It is impossible that anything so natural, so necessary, and so universal as death, should ever have been designed by Providence as an evil to mankind.
Jonathan Swift
A few weeks ago a 65-year-old woman in my practice told me about the challenges of looking after her 89-year-old mother. Although she has a sibling nearby, she has been the primary caregiver for her mother over the past several years. In the past 3 months her mother had been hospitalized 3 times, and she was in hospital when my patient came to see me. The mother has an indolent and slowly progressive type of cancer, but also kidney disease and congestive heart failure; she requires oxygen at home to breathe. Just before the most recent hospitalization, the mother finally accepted some home care, relieving my patient of some of the growing burden. Her mother wants to go home after this hospital stay, but my patient is burning out, and each time she goes home her mother is frailer. “Your mom is getting frailer,” I say. “Have the two of you talked about the kind of care she would like as she gets nearer the end of life?” Not for the first time in this situation the answer is no. Equally distressing to me was that her mother’s family physician had not had this conversation with them.

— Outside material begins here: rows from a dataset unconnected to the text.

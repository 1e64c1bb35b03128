/*!
The [`Registry`] owns every declared option, in declaration order.
 */

use std::collections::HashMap;

use indexmap::IndexMap;
use tracing::{debug, warn};

use crate::{errors::RegistrationError, option::OptionSpec};

/// Why a short option character couldn't be resolved
#[derive(Debug, Clone, Copy, PartialEq, Eq, thiserror::Error)]
pub enum ShortError {
    #[error("no option uses this short name")]
    Undefined,

    #[error("more than one option uses this short name")]
    Ambiguous,
}

#[derive(Debug, Clone, Copy, PartialEq, Eq)]
enum ShortSlot {
    /// The index of the one option that uses this short name
    Owner(usize),

    /// Poisoned: several options use this short name
    Ambiguous,
}

/// Lookup table from short names to options, kept in step with the
/// registry by [`Registry::insert`].
#[derive(Debug, Clone, Default)]
pub struct ShortLookup {
    slots: HashMap<char, ShortSlot>,
}

impl ShortLookup {
    /// Get the index in the registry of the option with this short name
    pub fn resolve(&self, short: char) -> Result<usize, ShortError> {
        match self.slots.get(&short) {
            None => Err(ShortError::Undefined),
            Some(ShortSlot::Ambiguous) => Err(ShortError::Ambiguous),
            Some(&ShortSlot::Owner(index)) => Ok(index),
        }
    }

    fn add(&mut self, short: char, index: usize) {
        self.slots
            .entry(short)
            .and_modify(|slot| *slot = ShortSlot::Ambiguous)
            .or_insert(ShortSlot::Owner(index));
    }
}

#[derive(Debug, Default)]
pub struct Registry {
    options: IndexMap<String, OptionSpec>,
    shorts: ShortLookup,
}

impl Registry {
    #[must_use]
    pub fn new() -> Self {
        Self::default()
    }

    /// Add a new option. Fails, without modifying the registry, if the name
    /// is empty or already in use.
    ///
    /// Short names are *not* required to be unique here; a short name shared
    /// by several options is instead rejected whenever it's used.
    pub fn insert(&mut self, spec: OptionSpec) -> Result<(), RegistrationError> {
        if spec.name().is_empty() {
            return Err(RegistrationError::EmptyName);
        }

        if self.options.contains_key(spec.name()) {
            return Err(RegistrationError::Duplicate(spec.name().to_owned()));
        }

        if let Some(short) = spec.short()
            && let Some(other) = self.iter().find(|other| other.short() == Some(short))
        {
            warn!(
                short = %short,
                option = spec.name(),
                other = other.name(),
                "short name is shared; it will be ambiguous on the command line"
            );
        }

        debug!(
            option = spec.name(),
            short = ?spec.short(),
            takes_value = spec.takes_value(),
            required = spec.is_required(),
            "registered option"
        );

        if let Some(short) = spec.short() {
            self.shorts.add(short, self.options.len());
        }

        self.options.insert(spec.name().to_owned(), spec);
        Ok(())
    }

    #[inline]
    #[must_use]
    pub fn get(&self, name: &str) -> Option<&OptionSpec> {
        self.options.get(name)
    }

    #[inline]
    pub(crate) fn get_mut(&mut self, name: &str) -> Option<&mut OptionSpec> {
        self.options.get_mut(name)
    }

    #[inline]
    pub(crate) fn get_index_mut(&mut self, index: usize) -> Option<&mut OptionSpec> {
        self.options.get_index_mut(index).map(|(_, spec)| spec)
    }

    #[inline]
    #[must_use]
    pub fn contains(&self, name: &str) -> bool {
        self.options.contains_key(name)
    }

    #[inline]
    #[must_use]
    pub fn len(&self) -> usize {
        self.options.len()
    }

    #[inline]
    #[must_use]
    pub fn is_empty(&self) -> bool {
        self.options.is_empty()
    }

    /// All options, in the order they were declared
    #[inline]
    pub fn iter(&self) -> indexmap::map::Values<'_, String, OptionSpec> {
        self.options.values()
    }

    /// The short name lookup table for the current set of options
    #[inline]
    #[must_use]
    pub fn short_lookup(&self) -> &ShortLookup {
        &self.shorts
    }

    /// Find the name of the option with this short name.
    pub fn resolve_short(&self, short: char) -> Result<&str, ShortError> {
        let index = self.shorts.resolve(short)?;

        self.options
            .get_index(index)
            .map(|(name, _)| name.as_str())
            .ok_or(ShortError::Undefined)
    }

    /// Forget the results of the previous parse
    pub(crate) fn reset(&mut self) {
        self.options.values_mut().for_each(OptionSpec::reset);
    }
}

#[cfg(test)]
mod tests {
    use pretty_assertions::assert_eq;

    use super::*;
    use crate::{option::Requirement, reader::DefaultReader};

    fn registry() -> Registry {
        let mut registry = Registry::new();

        registry
            .insert(OptionSpec::valued(
                "host",
                Some('h'),
                "host name",
                Requirement::Mandatory,
                String::new(),
                DefaultReader,
            ))
            .unwrap();
        registry
            .insert(OptionSpec::flag("gzip", None, "gzip when transfer"))
            .unwrap();
        registry
            .insert(OptionSpec::flag("verbose", Some('v'), "be loud"))
            .unwrap();

        registry
    }

    #[test]
    fn keeps_declaration_order() {
        let registry = registry();
        let names: Vec<&str> = registry.iter().map(OptionSpec::name).collect();
        assert_eq!(names, ["host", "gzip", "verbose"]);
    }

    #[test]
    fn duplicate_name_is_rejected_without_changes() {
        let mut registry = registry();

        assert_eq!(
            registry.insert(OptionSpec::flag("host", Some('x'), "another host")),
            Err(RegistrationError::Duplicate("host".to_owned()))
        );
        assert_eq!(registry.len(), 3);
        assert!(registry.get("host").unwrap().takes_value());
        assert_eq!(registry.resolve_short('x'), Err(ShortError::Undefined));
    }

    #[test]
    fn empty_name_is_rejected() {
        let mut registry = Registry::new();

        assert_eq!(
            registry.insert(OptionSpec::flag("", None, "")),
            Err(RegistrationError::EmptyName)
        );
        assert!(registry.is_empty());
    }

    #[test]
    fn resolves_short_names() {
        let registry = registry();

        assert_eq!(registry.resolve_short('h'), Ok("host"));
        assert_eq!(registry.resolve_short('v'), Ok("verbose"));
        assert_eq!(registry.resolve_short('g'), Err(ShortError::Undefined));
    }

    #[test]
    fn shared_short_names_are_poisoned() {
        let mut registry = registry();
        registry
            .insert(OptionSpec::flag("version", Some('v'), "print version"))
            .unwrap();

        assert_eq!(registry.resolve_short('v'), Err(ShortError::Ambiguous));
        assert_eq!(registry.resolve_short('h'), Ok("host"));
    }

    #[test]
    fn short_lookup_follows_insertions() {
        let mut registry = registry();
        assert_eq!(registry.resolve_short('q'), Err(ShortError::Undefined));

        registry
            .insert(OptionSpec::flag("quiet", Some('q'), "say nothing"))
            .unwrap();
        assert_eq!(registry.resolve_short('q'), Ok("quiet"));
        assert_eq!(registry.short_lookup().resolve('q'), Ok(3));

        registry
            .insert(OptionSpec::flag("verbose", Some('q'), "shadowed"))
            .unwrap_err();
        assert_eq!(registry.resolve_short('q'), Ok("quiet"));

        registry
            .insert(OptionSpec::flag("query", Some('q'), "ask first"))
            .unwrap();
        assert_eq!(registry.resolve_short('q'), Err(ShortError::Ambiguous));
    }
}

In Western society the notion of the aware death is very powerful and something to be strived for thanks to the influential work of Dr Elizabeth Kübler-Ross. But this concept of death as a process that involves first denial, then anger, next rationalization, and finally acceptance emerged from work with often younger, aware patients usually dying of cancer. In the elderly the trajectory is often very different. In a recent paper Van den Block et al showed that most old people in Belgium still die in hospital and they usually have at least 1 admission in the 3 months before death. Of those who do get admitted, 72% will die in hospital.1 The situation is likely similar in Canada.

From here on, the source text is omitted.